The number of lines below holding the string "produced" is the only answer wanted.

___

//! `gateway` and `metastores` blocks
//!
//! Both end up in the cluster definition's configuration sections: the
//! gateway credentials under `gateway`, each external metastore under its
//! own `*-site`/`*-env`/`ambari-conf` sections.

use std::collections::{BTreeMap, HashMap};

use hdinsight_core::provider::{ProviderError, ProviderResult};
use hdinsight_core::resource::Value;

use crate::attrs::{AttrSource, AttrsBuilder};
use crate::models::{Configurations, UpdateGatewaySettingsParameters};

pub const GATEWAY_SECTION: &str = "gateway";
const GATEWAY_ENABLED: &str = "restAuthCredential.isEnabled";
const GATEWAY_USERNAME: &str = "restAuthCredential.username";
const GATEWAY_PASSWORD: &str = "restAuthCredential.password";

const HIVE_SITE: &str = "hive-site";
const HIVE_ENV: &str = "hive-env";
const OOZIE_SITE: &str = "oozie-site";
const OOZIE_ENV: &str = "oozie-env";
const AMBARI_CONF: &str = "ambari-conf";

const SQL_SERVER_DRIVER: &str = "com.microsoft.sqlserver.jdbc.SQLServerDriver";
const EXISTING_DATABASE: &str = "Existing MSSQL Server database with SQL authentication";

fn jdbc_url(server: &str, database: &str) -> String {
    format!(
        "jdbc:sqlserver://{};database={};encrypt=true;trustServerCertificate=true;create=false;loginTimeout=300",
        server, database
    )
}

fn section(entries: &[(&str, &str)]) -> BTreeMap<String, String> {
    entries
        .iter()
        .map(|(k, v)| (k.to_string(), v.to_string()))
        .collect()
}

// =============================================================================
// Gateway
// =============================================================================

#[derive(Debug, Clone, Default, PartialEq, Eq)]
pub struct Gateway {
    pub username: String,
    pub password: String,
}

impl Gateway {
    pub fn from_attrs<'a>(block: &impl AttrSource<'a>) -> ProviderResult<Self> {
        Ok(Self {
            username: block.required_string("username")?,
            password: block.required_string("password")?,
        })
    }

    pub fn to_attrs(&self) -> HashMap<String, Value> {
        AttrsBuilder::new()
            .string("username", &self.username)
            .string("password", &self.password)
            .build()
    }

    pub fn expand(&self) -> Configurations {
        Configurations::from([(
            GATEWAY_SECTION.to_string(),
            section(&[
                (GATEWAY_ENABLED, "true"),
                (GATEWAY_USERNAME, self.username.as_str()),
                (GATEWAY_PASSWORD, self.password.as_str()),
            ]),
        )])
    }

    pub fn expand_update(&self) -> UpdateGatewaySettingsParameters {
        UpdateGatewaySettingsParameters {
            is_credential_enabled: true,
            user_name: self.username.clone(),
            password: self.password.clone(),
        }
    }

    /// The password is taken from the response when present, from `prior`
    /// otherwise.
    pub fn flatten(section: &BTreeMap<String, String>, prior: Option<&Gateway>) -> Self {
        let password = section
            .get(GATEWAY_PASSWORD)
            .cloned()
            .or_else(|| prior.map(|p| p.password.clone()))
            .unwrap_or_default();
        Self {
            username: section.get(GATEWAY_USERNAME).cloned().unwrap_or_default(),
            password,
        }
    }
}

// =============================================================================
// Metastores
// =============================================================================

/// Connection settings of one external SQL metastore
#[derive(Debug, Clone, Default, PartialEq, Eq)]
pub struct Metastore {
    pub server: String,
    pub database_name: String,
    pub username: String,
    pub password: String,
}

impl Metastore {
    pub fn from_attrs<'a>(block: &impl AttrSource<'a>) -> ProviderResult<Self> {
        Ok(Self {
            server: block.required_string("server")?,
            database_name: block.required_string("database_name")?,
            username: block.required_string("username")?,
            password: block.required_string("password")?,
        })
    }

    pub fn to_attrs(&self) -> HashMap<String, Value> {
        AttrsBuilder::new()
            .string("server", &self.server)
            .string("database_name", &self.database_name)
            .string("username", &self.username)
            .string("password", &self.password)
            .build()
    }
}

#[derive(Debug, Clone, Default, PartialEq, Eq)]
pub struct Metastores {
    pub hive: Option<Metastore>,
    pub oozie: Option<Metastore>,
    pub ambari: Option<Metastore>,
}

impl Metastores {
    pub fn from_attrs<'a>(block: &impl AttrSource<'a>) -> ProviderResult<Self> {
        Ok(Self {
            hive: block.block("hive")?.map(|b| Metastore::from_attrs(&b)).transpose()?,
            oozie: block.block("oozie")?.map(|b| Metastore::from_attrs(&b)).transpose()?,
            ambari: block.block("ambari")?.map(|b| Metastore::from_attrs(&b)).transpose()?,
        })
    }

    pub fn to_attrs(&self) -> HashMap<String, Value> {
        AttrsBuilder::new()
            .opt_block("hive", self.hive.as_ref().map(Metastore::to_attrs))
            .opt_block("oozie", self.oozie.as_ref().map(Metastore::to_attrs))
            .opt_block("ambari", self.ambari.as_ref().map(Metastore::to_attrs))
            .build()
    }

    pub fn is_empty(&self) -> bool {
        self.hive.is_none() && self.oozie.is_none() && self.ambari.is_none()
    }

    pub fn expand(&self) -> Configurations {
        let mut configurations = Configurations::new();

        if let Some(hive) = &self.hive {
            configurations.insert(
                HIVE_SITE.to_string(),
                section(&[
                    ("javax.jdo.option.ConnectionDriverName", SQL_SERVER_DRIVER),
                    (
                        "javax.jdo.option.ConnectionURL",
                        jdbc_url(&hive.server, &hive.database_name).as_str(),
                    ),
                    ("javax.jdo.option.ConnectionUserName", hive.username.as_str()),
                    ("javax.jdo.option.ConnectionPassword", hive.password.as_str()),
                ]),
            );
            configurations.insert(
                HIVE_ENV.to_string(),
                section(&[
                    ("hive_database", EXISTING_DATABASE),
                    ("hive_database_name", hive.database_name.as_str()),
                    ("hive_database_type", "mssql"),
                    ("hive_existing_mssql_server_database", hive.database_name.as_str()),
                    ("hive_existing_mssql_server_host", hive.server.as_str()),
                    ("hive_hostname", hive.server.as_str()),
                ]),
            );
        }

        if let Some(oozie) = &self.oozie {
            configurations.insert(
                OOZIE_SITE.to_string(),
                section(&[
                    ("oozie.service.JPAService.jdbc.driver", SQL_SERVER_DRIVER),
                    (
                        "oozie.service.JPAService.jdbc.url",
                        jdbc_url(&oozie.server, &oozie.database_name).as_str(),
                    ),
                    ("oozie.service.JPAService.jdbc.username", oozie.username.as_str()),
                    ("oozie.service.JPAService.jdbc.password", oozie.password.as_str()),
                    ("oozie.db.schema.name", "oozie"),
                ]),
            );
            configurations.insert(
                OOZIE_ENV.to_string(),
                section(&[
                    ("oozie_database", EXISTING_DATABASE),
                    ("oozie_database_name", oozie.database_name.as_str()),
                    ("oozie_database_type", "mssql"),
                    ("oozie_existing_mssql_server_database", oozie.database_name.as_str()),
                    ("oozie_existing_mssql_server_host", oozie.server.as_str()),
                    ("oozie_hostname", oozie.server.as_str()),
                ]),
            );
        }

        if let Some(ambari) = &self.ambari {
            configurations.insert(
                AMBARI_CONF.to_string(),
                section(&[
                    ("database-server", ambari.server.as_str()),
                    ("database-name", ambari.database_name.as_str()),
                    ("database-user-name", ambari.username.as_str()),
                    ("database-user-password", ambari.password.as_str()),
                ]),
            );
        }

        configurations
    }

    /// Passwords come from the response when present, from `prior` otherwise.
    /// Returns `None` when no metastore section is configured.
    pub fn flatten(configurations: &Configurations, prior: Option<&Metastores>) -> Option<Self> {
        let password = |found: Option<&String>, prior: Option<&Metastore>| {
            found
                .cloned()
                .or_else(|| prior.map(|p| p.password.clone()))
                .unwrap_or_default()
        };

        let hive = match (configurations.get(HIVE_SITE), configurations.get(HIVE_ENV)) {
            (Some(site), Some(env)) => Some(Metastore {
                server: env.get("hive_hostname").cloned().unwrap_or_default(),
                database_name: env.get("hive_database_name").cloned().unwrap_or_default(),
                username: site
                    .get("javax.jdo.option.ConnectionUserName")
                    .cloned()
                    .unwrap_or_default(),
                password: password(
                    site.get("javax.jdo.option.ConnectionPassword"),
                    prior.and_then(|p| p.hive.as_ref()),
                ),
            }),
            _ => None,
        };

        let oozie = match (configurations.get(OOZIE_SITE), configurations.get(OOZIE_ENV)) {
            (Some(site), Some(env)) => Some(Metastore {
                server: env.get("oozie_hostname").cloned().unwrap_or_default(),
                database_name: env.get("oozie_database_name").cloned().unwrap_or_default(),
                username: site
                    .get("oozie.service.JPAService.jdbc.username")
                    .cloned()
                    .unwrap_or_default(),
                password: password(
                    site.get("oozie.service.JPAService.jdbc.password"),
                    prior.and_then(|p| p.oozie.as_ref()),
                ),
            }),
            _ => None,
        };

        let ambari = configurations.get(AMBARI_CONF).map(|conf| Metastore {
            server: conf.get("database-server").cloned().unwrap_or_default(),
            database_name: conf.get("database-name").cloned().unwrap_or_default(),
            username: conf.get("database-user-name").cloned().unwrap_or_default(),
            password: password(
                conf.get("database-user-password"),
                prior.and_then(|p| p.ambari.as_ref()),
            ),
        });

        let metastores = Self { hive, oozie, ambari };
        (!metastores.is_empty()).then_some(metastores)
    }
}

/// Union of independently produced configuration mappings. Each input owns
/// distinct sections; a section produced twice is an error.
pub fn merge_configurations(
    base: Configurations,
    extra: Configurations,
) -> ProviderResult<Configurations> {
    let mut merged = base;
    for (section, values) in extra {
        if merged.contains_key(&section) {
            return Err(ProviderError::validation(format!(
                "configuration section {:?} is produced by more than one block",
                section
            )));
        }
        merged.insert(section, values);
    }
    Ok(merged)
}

___

## [Completed exercise]
3